One day, when the Wine Curmudgeon is feeling especially cranky, he will write the ultimate pinot noir rant. It will cover all of the changes in pinot over the past decade that have practically changed the definition of the varietal -- the high alcohol, the relentless use of oak, the gobs of sweet fruit, and the unnecessary addition of tannins.
Until then, I will drink Handley Cellars pinot noir and be glad someone still cares enough to do pinot the way it should be done. One of the best pinots I've ever tasted, and that includes those from pinot's birthplace in the Burgundy region of France, was the Handley 1998 Reserve. It was an exquisite wine, classic and timeless and a wonderful example of what pinot can be in California. Somehow, this 14-year-old wine was still youthful and fresh, with the traditional black cherry fruit, some earthiness, and a touch of oak.
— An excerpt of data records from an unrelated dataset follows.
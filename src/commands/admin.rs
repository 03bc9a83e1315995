//! Session administration and information commands: `CAPABILITIES`, `MODE`,
//! `DATE`, `HELP`, `NEWGROUPS`.
//!
//! Grounded on `cmds2.go`. One deliberate fix relative to the origin: its
//! `handleDate` has a stray `%%02d` literal in the format string
//! (`"111 %04d%02d%02d%%02d%02d%02d\r\n"`), which prints a literal `%02d`
//! in place of the hour field. This engine formats all six fields
//! correctly.

use chrono::{Datelike, Timelike, Utc};

use crate::config::SessionConfig;
use crate::error::Result;
use crate::helpers::{append_uint, ascii_lowercase_inplace};
use crate::io::dot_writer::DotWriter;
use crate::response::{self, codes};
use std::io::Write;

/// `CAPABILITIES` (RFC 3977 Section 5.2). The capability list is static:
/// it reflects what this crate's command loop knows how to dispatch, not
/// what the embedder's capability implementations actually support — an
/// embedder that declines every `POST` via [`PostingCaps::check_post`]
/// still advertises `POST`, the same way the origin does.
pub async fn handle_capabilities(out: &mut Vec<u8>) -> Result<()> {
    response::write_status_line(out, codes::CAPABILITY_LIST, b"Capability list follows");
    let mut dw = DotWriter::new(out);
    for line in CAPABILITIES_DATA {
        dw.write_all(line.as_bytes())?;
    }
    dw.close()?;
    Ok(())
}

const CAPABILITIES_DATA: &[&str] = &[
    "VERSION 2\r\n",
    "READER\r\n",
    "IHAVE\r\n",
    "POST\r\n",
    "LIST ACTIVE NEWSGROUPS OVERVIEW.FMT\r\n",
    "OVER MSGID RANGE\r\n",
    "HDR MSGID RANGE\r\n",
    "STREAMING\r\n",
];

/// `MODE READER` (the only `MODE` subcommand this engine recognizes).
pub async fn handle_mode(args: &[Vec<u8>], out: &mut Vec<u8>) -> Result<()> {
    let Some(sub) = args.first() else {
        response::write_status(out, response::SYNTAX_ERROR);
        return Ok(());
    };
    let mut sub = sub.clone();
    ascii_lowercase_inplace(&mut sub);
    if sub == b"reader" {
        response::write_status_line(out, codes::POSTING_ALLOWED, b"Posting allowed");
    } else {
        response::write_status(out, response::SYNTAX_ERROR);
    }
    Ok(())
}

/// `DATE` (RFC 3977 Section 7.1): current UTC time as `yyyymmddhhmmss`.
pub async fn handle_date(out: &mut Vec<u8>) -> Result<()> {
    let now = Utc::now();
    append_uint(out, 111);
    out.push(b' ');
    write_padded(out, now.year() as i64, 4);
    write_padded(out, i64::from(now.month()), 2);
    write_padded(out, i64::from(now.day()), 2);
    write_padded(out, i64::from(now.hour()), 2);
    write_padded(out, i64::from(now.minute()), 2);
    write_padded(out, i64::from(now.second()), 2);
    out.extend_from_slice(b"\r\n");
    Ok(())
}

fn write_padded(out: &mut Vec<u8>, n: i64, width: usize) {
    let start = out.len();
    append_uint(out, n);
    let written = out.len() - start;
    if written < width {
        let pad = width - written;
        out.splice(start..start, std::iter::repeat(b'0').take(pad));
    }
}

/// `HELP` (RFC 3977 Section 7.2).
pub async fn handle_help(config: &SessionConfig, out: &mut Vec<u8>) -> Result<()> {
    response::write_status_line(out, codes::HELP_TEXT_FOLLOWS, b"Help text follows");
    let mut dw = DotWriter::new(out);
    dw.write_all(config.help_text.as_bytes())?;
    dw.write_all(b"\r\n")?;
    dw.close()?;
    Ok(())
}

/// `NEWGROUPS` (RFC 3977 Section 7.3). This engine has no notion of group
/// creation timestamps to filter on, so it always reports an empty list,
/// matching the origin's `handleNewgroups` comment ("Creation date is not
/// available for any group").
pub async fn handle_newgroups(out: &mut Vec<u8>) -> Result<()> {
    response::write_status_line(
        out,
        codes::NEW_NEWSGROUPS_FOLLOW,
        b"list of new newsgroups follows",
    );
    out.extend_from_slice(b".\r\n");
    Ok(())
}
Sadly, it's almost all gone; there's maybe a case or two left at the winery.
But the 2009 ($30, sample), which I tasted with winemaker Kristen Barnhisel, is a worthy successor. It's still a little tight and needs more time in the bottle (perhaps six months?), but when it's ready, it will again showcase what Handley can do with pinot. The cherry fruit is there, as is the proper amount of oak and the Handley earthiness. And its tannins are those of pinot, not cabernet sauvignon. Highly recommended, and especially at this price.